#### Saved entries
———

//! Swisscom: one page of tabbed panels. Categories and products are keyed by
//! `data-panel` / `data-id` values because the visible labels are localized.

use async_trait::async_trait;

use super::{dismiss_once, ensure_page, open_entry, ScrapeStats, Vendor, VendorOptions, VendorScraper};
use crate::error::{ConnectionError, ExpansionError, SessionError};
use crate::extract::{Accessor, Extractor, Instruction, Source, Transform};
use crate::record::FirmwareRecord;
use crate::session::{BrowserSession, Element, Locator};
use crate::telemetry::ctx::LogCtx;
use crate::telemetry::ops::scrape::Scrape;
use crate::traverse::category::{walk_portal, PortalCatalog};
use crate::traverse::{CatalogNode, LeafCandidate, NodeKind};

pub const ENTRY_URL: &str = "https://www.swisscom.ch/en/residential/help/device/firmware.html";

const ACCEPT_COOKIES: &str = "div.modal.modal--open div.modal__body div.button-group button.button--primary";
const CATEGORY_TABS: &str = "sdx-tabs > div .tab-link";
const TAB_LINK: &str = ".tab-link";
const DOWNLOAD_LINK: &str = "span > div > a";
const VERSION_HEADER: &str = "div.accordion__toggle > div.accordion__header > h4";

// Used when the live category heading is empty.
const CATEGORY_LABELS: &[(&str, &str)] = &[
    ("internetrouter", "Internet router"),
    ("heimvernetzung", "Home networking accessories"),
    ("festnetz", "Fixed-network telephony"),
    ("bluetv", "Swisscom blue tv"),
];

pub struct SwisscomScraper {
    session: Box<dyn BrowserSession>,
    options: VendorOptions,
    stats: ScrapeStats,
}

impl SwisscomScraper {
    pub fn new(session: Box<dyn BrowserSession>, options: VendorOptions) -> Self {
        Self { session, options, stats: ScrapeStats::default() }
    }
}

#[async_trait]
impl VendorScraper for SwisscomScraper {
    fn vendor(&self) -> Vendor { Vendor::Swisscom }

    async fn connect(&mut self, log: &LogCtx<Scrape>) -> Result<(), ConnectionError> {
        open_entry(self.session.as_mut(), Vendor::Swisscom, log).await?;
        dismiss_once(self.session.as_mut(), "cookie consent", &Locator::css(ACCEPT_COOKIES), log).await;
        Ok(())
    }

    async fn scrape_metadata(&mut self, log: &LogCtx<Scrape>) -> Vec<FirmwareRecord> {
        let ex = Extractor::new(log);
        let mut catalog = SwisscomCatalog { session: self.session.as_mut(), ex: &ex };
        let (records, walk) = walk_portal(&mut catalog, self.options.max_products, log).await;
        self.stats = ScrapeStats::from_walk(walk, ex.failures());
        records
    }

    fn stats(&self) -> ScrapeStats { self.stats }

    async fn close(&mut self) -> Result<(), SessionError> { self.session.close().await }
}

fn category_url(category: &str) -> String {
    format!("{ENTRY_URL}#tab1={category}")
}

fn product_url(category: &str, product: &str) -> String {
    format!("{ENTRY_URL}#tab1={category}&tab={product}")
}

fn fallback_label(category_id: &str) -> Option<&'static str> {
    CATEGORY_LABELS.iter().find(|(id, _)| *id == category_id).map(|(_, label)| *label)
}

struct SwisscomCatalog<'a, 'l> {
    session: &'a mut dyn BrowserSession,
    ex: &'a Extractor<'l>,
}

pub struct ProductTab {
    category: String,
    product: String,
    url: String,
    panel: Element,
}

impl<'a, 'l> SwisscomCatalog<'a, 'l> {
    /// `data-panel` values of every `.tab-link` in scope.
    async fn panel_ids(&mut self, source_id: &str, scope: Option<&Element>, locator: &Locator) -> Result<Vec<String>, SessionError> {
        let tabs = self.session.find_all(scope, locator).await?;
        let mut ids = Vec::with_capacity(tabs.len());
        for tab in &tabs {
            if let Some(id) = self.ex.read(self.session, source_id, tab, "panel id", Accessor::Attribute("data-panel")).await {
                ids.push(id);
            }
        }
        Ok(ids)
    }
}

#[async_trait]
impl<'a, 'l> PortalCatalog for SwisscomCatalog<'a, 'l> {
    type Category = String;
    type Product = String;
    type Leaf = ProductTab;

    async fn categories(&mut self) -> Result<Vec<CatalogNode<String>>, ExpansionError> {
        ensure_page(self.session, ENTRY_URL).await.map_err(|e| ExpansionError::from_session(ENTRY_URL, e))?;
        let ids = self
            .panel_ids(ENTRY_URL, None, &Locator::css(CATEGORY_TABS))
            .await
            .map_err(|e| ExpansionError::from_session(ENTRY_URL, e))?;
        if ids.is_empty() {
            return Err(ExpansionError::new(ENTRY_URL, "no category tabs"));
        }

        let src = Source::page(ENTRY_URL);
        let mut nodes = Vec::with_capacity(ids.len());
        for id in ids {
            let heading = Instruction::text("category label", Locator::css(format!("div[data-id='{id}'] h2")));
            let label = match self.ex.extract(self.session, &src, &heading).await {
                Some(label) => label,
                None => fallback_label(&id).map(str::to_string).unwrap_or_else(|| id.clone()),
            };
            nodes.push(CatalogNode { handle: id, label, kind: NodeKind::Container, parent: None });
        }
        Ok(nodes)
    }

    async fn products(&mut self, category: &CatalogNode<String>) -> Result<Vec<CatalogNode<String>>, ExpansionError> {
        let url = category_url(&category.handle);
        ensure_page(self.session, &url).await.map_err(|e| ExpansionError::from_session(url.clone(), e))?;
        let locator = Locator::css(format!("div[data-id='{}'] {TAB_LINK}", category.handle));
        let ids = self.panel_ids(&url, None, &locator).await.map_err(|e| ExpansionError::from_session(url.clone(), e))?;
        if ids.is_empty() {
            return Err(ExpansionError::new(url, "no product tabs"));
        }
        Ok(ids
            .into_iter()
            .map(|id| CatalogNode { label: id.clone(), handle: id, kind: NodeKind::Container, parent: Some(category.handle.clone()) })
            .collect())
    }

    async fn leaves(&mut self, product: &CatalogNode<String>) -> Result<Vec<ProductTab>, ExpansionError> {
        let category = product.parent.clone().unwrap_or_default();
        let url = category_url(&category);
        ensure_page(self.session, &url).await.map_err(|e| ExpansionError::from_session(url.clone(), e))?;
        let panel = self
            .session
            .find(None, &Locator::css(format!("div[data-id='{}']", product.handle)))
            .await
            .map_err(|e| ExpansionError::from_session(url.clone(), e))?;
        Ok(panel
            .map(|panel| ProductTab {
                url: product_url(&category, &product.handle),
                category,
                product: product.handle.clone(),
                panel,
            })
            .into_iter()
            .collect())
    }

    async fn extract(&mut self, leaf: LeafCandidate<ProductTab>) -> Option<FirmwareRecord> {
        let tab = &leaf.item;
        let page = Source::page(&tab.url);
        let within = Source::within(&tab.url, &tab.panel);

        let mut rec = FirmwareRecord::new(Vendor::Swisscom.manufacturer()).ok()?;
        rec.product_type = leaf.top_level().map(str::to_string);
        let name = Instruction::text("product name", Locator::css(format!("a[data-track-label='{}'] h6", tab.product)));
        rec.product_name = self.ex.extract(self.session, &page, &name).await;
        let link = Instruction::attr("download link", Locator::css(DOWNLOAD_LINK), "href").required();
        rec.download_link = self.ex.extract(self.session, &within, &link).await;
        let version = Instruction::inner_html("version", Locator::css(VERSION_HEADER))
            .then(Transform::After("Version "))
            .then(Transform::TrimEndMatches(')'))
            .then(Transform::Trim);
        rec.version = self.ex.extract(self.session, &within, &version).await;
        rec.insert_extra("category_id", tab.category.as_str());
        Some(rec)
    }
}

———

#### What the task asks
What is the number of lines in the entries that include the string "telemetry"? Reply with that number alone.

#### Response box
2